Where a line of the material includes the string "message", copy that line.

***** LISTED RECORDS *****

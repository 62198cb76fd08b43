// Copyright (c) 2026 Accord Digital
// SPDX-License-Identifier: AGPL-3.0
//! Generic handler error. There is no structured error taxonomy: anything a
//! handler could not interpret becomes a 500 with an opaque body, logged with
//! full detail server-side.

use axum::http::StatusCode;
use axum::response::{IntoResponse, Json, Response};
use serde::Serialize;
use tracing::error;

#[derive(Debug, Serialize)]
pub struct ErrorResponse {
    pub code: &'static str,
    pub message: &'static str,
}

/// Wrapper that converts any error into the generic error response.
pub struct AppError(pub anyhow::Error);

impl IntoResponse for AppError {
    fn into_response(self) -> Response {
        error!("unhandled portal error: {:#}", self.0);
        (
            StatusCode::INTERNAL_SERVER_ERROR,
            Json(ErrorResponse {
                code: "internal_error",
                message: "Sorry, there is a problem with the service",
            }),
        )
            .into_response()
    }
}

impl<E> From<E> for AppError
where
    E: Into<anyhow::Error>,
{
    fn from(err: E) -> Self {
        Self(err.into())
    }
}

*****

YOUR SOLUTION:
    pub message: &'static str,
                message: "Sorry, there is a problem with the service",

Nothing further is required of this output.